There was more talk of dinners and dances, of receptions and theaters, with mention of Donald Keith here and there, chat of new clothes, kind words for the elder Keiths. "Don't think I've changed," she said. "I'm the same Molly underneath even if I have been revamped and decorated."

The famous White Gold prospectuses and advertisements duly followed the news stories. Three Star saw no copies of the last, nor, it seemed, did Molly. Neither did prospectuses or advertisements come their way, for that matter. Casey Town boomed with some bona-fide strikes that sent Keith's stocks soaring high. The porphyry dyke at the Molly Mine began to yield rich results almost from the first and dividends were paid in such quantities as to stagger the Three Star outfit who saw themselves in a fair way to become rich. All over the barren hills, where the first futile shafts had been driven and abandoned, buildings sprang up like mushrooms, housing machinery, sending up plumes of white smoke that tokened the underground energies. The Keith properties were being developed with much show of outlay, prices jumping at every report from the Molly Mine or other successful developments. None of the investors in these Keith undertakings knew that he owned forty-nine per cent of the shares of the Molly and of none other, save for the space between issuing them and selling them.

The three partners held consultation as to their disposal of the checks that were sent them.

"Molly, she's gettin' the same amount we're splittin' both ways," said Sam, "but somehow it don't seem right to me the way we come in. It was her dad's mine. He found it. All we did was to find her – an' Grit done that. The dawg ought to have a gold collar an' we might accept a gold plated collar-button, apiece, that's the way it sizes up to me."

"The gal w'udn't promise to go to school 'less we shared even-Steven," said Mormon.

"She didn't know how much money she c'ud use then," demurred Sam. "Now she's bein' shown how to spend it. It ain't that she'd kick, but some might think we'd taken advantage of her. Darn me if I don't feel thataway myse'f."

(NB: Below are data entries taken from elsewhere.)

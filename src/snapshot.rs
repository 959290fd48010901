//! Read-only views of one commit: metadata plus an ordered file tree.
//!
//! [`Snapshot`] is the seam between the pipeline and version control.
//! [`GitSnapshot`] resolves a revision through [`texmail_git::GitRepo`];
//! [`MemorySnapshot`] holds everything in memory and backs the tests.

use std::collections::HashMap;
use std::io::{self, Cursor, Read};

use chrono::{DateTime, FixedOffset, Offset, Utc};
use texmail_git::{FileEntry, GitError, GitOid, GitRepo, Signature};

/// Number of hex characters in the short commit id used in file names.
pub const SHORT_ID_LEN: usize = 10;

/// Commit identity and message.
#[derive(Clone, Debug, PartialEq, Eq)]
pub struct CommitMeta {
    /// Full commit hash.
    pub hash: GitOid,
    /// Author identity and timestamp.
    pub author: Signature,
    /// Full commit message.
    pub message: String,
}

impl CommitMeta {
    /// First [`SHORT_ID_LEN`] hex characters of the hash.
    #[must_use]
    pub fn short_id(&self) -> String {
        self.hash.short(SHORT_ID_LEN)
    }

    /// Author timestamp in the author's own UTC offset.
    ///
    /// Falls back to UTC when the recorded offset is out of range.
    #[must_use]
    pub fn author_time(&self) -> DateTime<FixedOffset> {
        let utc = DateTime::<Utc>::from_timestamp(self.author.time, 0).unwrap_or_default();
        let offset =
            FixedOffset::east_opt(self.author.offset_minutes * 60).unwrap_or_else(|| Utc.fix());
        utc.with_timezone(&offset)
    }

    /// `MM-DD` of the author date, as used in artifact names.
    #[must_use]
    pub fn date_stamp(&self) -> String {
        self.author_time().format("%m-%d").to_string()
    }
}

/// A commit's metadata and its file tree in a stable traversal order.
pub trait Snapshot {
    /// Commit identity and message.
    fn meta(&self) -> &CommitMeta;

    /// Every file path in traversal order. The order is stable for a given
    /// commit and is the order archive entries are written in.
    fn paths(&self) -> &[String];

    /// Open a fresh content stream for `path`.
    ///
    /// # Errors
    /// Returns `NotFound` for unknown paths, or the backend's read failure.
    fn open(&self, path: &str) -> io::Result<Box<dyn Read + '_>>;
}

// ---------------------------------------------------------------------------
// GitSnapshot
// ---------------------------------------------------------------------------

/// A [`Snapshot`] of one commit in a git repository.
///
/// The tree is walked once up front; blob content is read lazily in
/// [`Snapshot::open`].
pub struct GitSnapshot<'r> {
    repo: &'r dyn GitRepo,
    meta: CommitMeta,
    paths: Vec<String>,
    blobs: HashMap<String, GitOid>,
}

impl<'r> GitSnapshot<'r> {
    /// Resolve `rev` and index its tree.
    ///
    /// # Errors
    /// Returns [`GitError`] if the revision cannot be resolved or an object
    /// cannot be read.
    pub fn resolve(repo: &'r dyn GitRepo, rev: &str) -> Result<Self, GitError> {
        let oid = repo.rev_parse(rev)?;
        let commit = repo.read_commit(oid)?;
        let files = repo.walk_files(commit.tree_oid)?;
        tracing::debug!(commit = %oid, files = files.len(), "indexed commit tree");

        let paths = files.iter().map(|f| f.path.clone()).collect();
        let blobs = files
            .into_iter()
            .map(|FileEntry { path, oid, .. }| (path, oid))
            .collect();

        Ok(Self {
            repo,
            meta: CommitMeta {
                hash: commit.oid,
                author: commit.author,
                message: commit.message,
            },
            paths,
            blobs,
        })
    }
}

impl Snapshot for GitSnapshot<'_> {
    fn meta(&self) -> &CommitMeta {
        &self.meta
    }

    fn paths(&self) -> &[String] {
        &self.paths
    }

    fn open(&self, path: &str) -> io::Result<Box<dyn Read + '_>> {
        let oid = self.blobs.get(path).ok_or_else(|| {
            io::Error::new(io::ErrorKind::NotFound, format!("{path} is not in the commit"))
        })?;
        let data = self.repo.read_blob(*oid).map_err(io::Error::other)?;
        Ok(Box::new(Cursor::new(data)))
    }
}

// ---------------------------------------------------------------------------
// MemorySnapshot
// ---------------------------------------------------------------------------

/// An in-memory [`Snapshot`]; files keep their insertion order.
#[derive(Clone, Debug)]
pub struct MemorySnapshot {
    meta: CommitMeta,
    paths: Vec<String>,
    contents: HashMap<String, Vec<u8>>,
}

impl MemorySnapshot {
    /// Empty snapshot with the given metadata.
    #[must_use]
    pub fn new(meta: CommitMeta) -> Self {
        Self {
            meta,
            paths: Vec::new(),
            contents: HashMap::new(),
        }
    }

    /// Append a file (builder style). Re-adding a path replaces its content
    /// but keeps its original position.
    #[must_use]
    pub fn with_file(mut self, path: &str, content: impl Into<Vec<u8>>) -> Self {
        if self.contents.insert(path.to_owned(), content.into()).is_none() {
            self.paths.push(path.to_owned());
        }
        self
    }
}

impl Snapshot for MemorySnapshot {
    fn meta(&self) -> &CommitMeta {
        &self.meta
    }

    fn paths(&self) -> &[String] {
        &self.paths
    }

    fn open(&self, path: &str) -> io::Result<Box<dyn Read + '_>> {
        let data = self.contents.get(path).ok_or_else(|| {
            io::Error::new(io::ErrorKind::NotFound, format!("{path} is not in the commit"))
        })?;
        Ok(Box::new(data.as_slice()))
    }
}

"I see it this way," said Sandy. "I've done a heap of thinkin' over the matter. I don't believe that Molly has changed – still she might be influenced by folks who w'ud look at it that she made the deal when she was a minor an' we c'udn't enfo'ce it. Bein' her guardeen, I'm responsible fo' what she makes an' what she loses. Jim Redding fixed up things in that line. He an' Ba'bara Redding understand it all but others mightn't. I'm plumb sure that if we-all didn't take the money Molly 'ud pull out her picket-pin an' say we wasn't playin' fair an' square with her. It was a deal an', at the time, I had no mo' idee the mines w'ud pan out than I have that Sam's laigs'll grow straight. I figger we can do this. We can use the money, keepin' account of it, puttin' it into stock an' improvements that'll pay fo' themselves long befo' Molly comes of age an' my guardeen papers play out. That way we'll have the benefit of the capital an' keep it ready to turn over to her if she ever needs it. I don't believe she'll ever take one red cent of it. It was a gamble with her an' she's a thoroughbred sport. To my mind, she'd sooner be slapped in the face by us than have us try an' wiggle out of the deal. But, in case anything ever turns up, or she gits married, we'll have it handy."

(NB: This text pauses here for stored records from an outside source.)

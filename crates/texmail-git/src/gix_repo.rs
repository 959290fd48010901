//! The gix-backed implementation of [`GitRepo`].

use std::path::{Path, PathBuf};

use crate::error::GitError;
use crate::repo::GitRepo;
use crate::types::{CommitInfo, GitOid, TreeEntry};

/// A [`GitRepo`] implementation backed by [gix](https://github.com/GitoxideLabs/gitoxide).
///
/// Construct via [`GixRepo::open`].
pub struct GixRepo {
    pub(crate) repo: gix::Repository,
    pub(crate) workdir: Option<PathBuf>,
}

impl GixRepo {
    /// Open the git repository at or above `path`.
    ///
    /// # Errors
    /// Returns [`GitError::BackendError`] if no repository is found.
    pub fn open(path: &Path) -> Result<Self, GitError> {
        let repo = gix::discover(path).map_err(|e| GitError::BackendError {
            message: format!("open {}: {e}", path.display()),
        })?;
        let workdir = repo.workdir().map(Path::to_path_buf);
        Ok(Self { repo, workdir })
    }

    /// The working tree root, if this is not a bare repository.
    #[must_use]
    pub fn workdir(&self) -> Option<&Path> {
        self.workdir.as_deref()
    }
}

impl GitRepo for GixRepo {
    // === Rev-parse ===
    fn rev_parse(&self, spec: &str) -> Result<GitOid, GitError> {
        crate::refs_impl::rev_parse(self, spec)
    }

    // === Object read ===
    fn read_blob(&self, oid: GitOid) -> Result<Vec<u8>, GitError> {
        crate::objects_impl::read_blob(self, oid)
    }

    fn read_tree(&self, oid: GitOid) -> Result<Vec<TreeEntry>, GitError> {
        crate::objects_impl::read_tree(self, oid)
    }

    fn read_commit(&self, oid: GitOid) -> Result<CommitInfo, GitError> {
        crate::objects_impl::read_commit(self, oid)
    }

    // === Config ===
    fn read_config(&self, key: &str) -> Result<Option<String>, GitError> {
        crate::config_impl::read_config(self, key)
    }
}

"Figger she's goin' to marry that young Keith? She writes a heap of Donald's this an' Donald doin' that. I'd like to take a slant at him. I sure hate to think of Molly hitchin' up with a tenderfoot."

"What put that in yore head?" Sam asked Mormon.

"Mirandy was wonderin' whether Ma Keith 'ud like to keep Molly's money in the family. Mirandy's allus 'spicioned a motive to that invite."

"Shucks! She asked her befo' the mine made a showin'. An' every dollar Molly makes, Keith makes five or six, out of the sale of them shares. But I subscribe to Sandy's scheme on these here dividends of ours."

"'Count me in," said Mormon. And so the affair was settled.

Of Plimsoll little was heard. The gambler had deserted that now unpopular profession, since suffrage ruled, and stayed close to his horse ranch. It lay alone, and few visited it save Plimsoll's own associates. Rumors drifted concerning Plimsoll's remarkable herd increase of saleable horses but, unless proof of actual operation was forthcoming, there was small chance of pinning anything down in the way of illegal work. There was always the excuse of having rounded up a bunch of broom-tail wild horses to account for growing numbers, and, if he stole or not, Plimsoll left the horses of his own county alone. No neighbor was injured and though stories of wild happenings at the horse ranch were current it was considered nobody's business. Wyatt once, staggering out of some blind pig in Hereford, still existent despite the suffrage sweeping, babbled in maudlin drunkenness of his determination to get even with Plimsoll for stealing his sweetheart. For Wyatt, for the sake of the girl, had gone back to Plimsoll's employ. The new sheriff took Wyatt's guns away and locked him up overnight in the "cooler," letting him go in the morning, soberer and more silent.

 

"But," said the sheriff to his cronies, "some day there'll be one grand shoot-up an' carry-out at Plimsoll's. Wyatt's sore clean through."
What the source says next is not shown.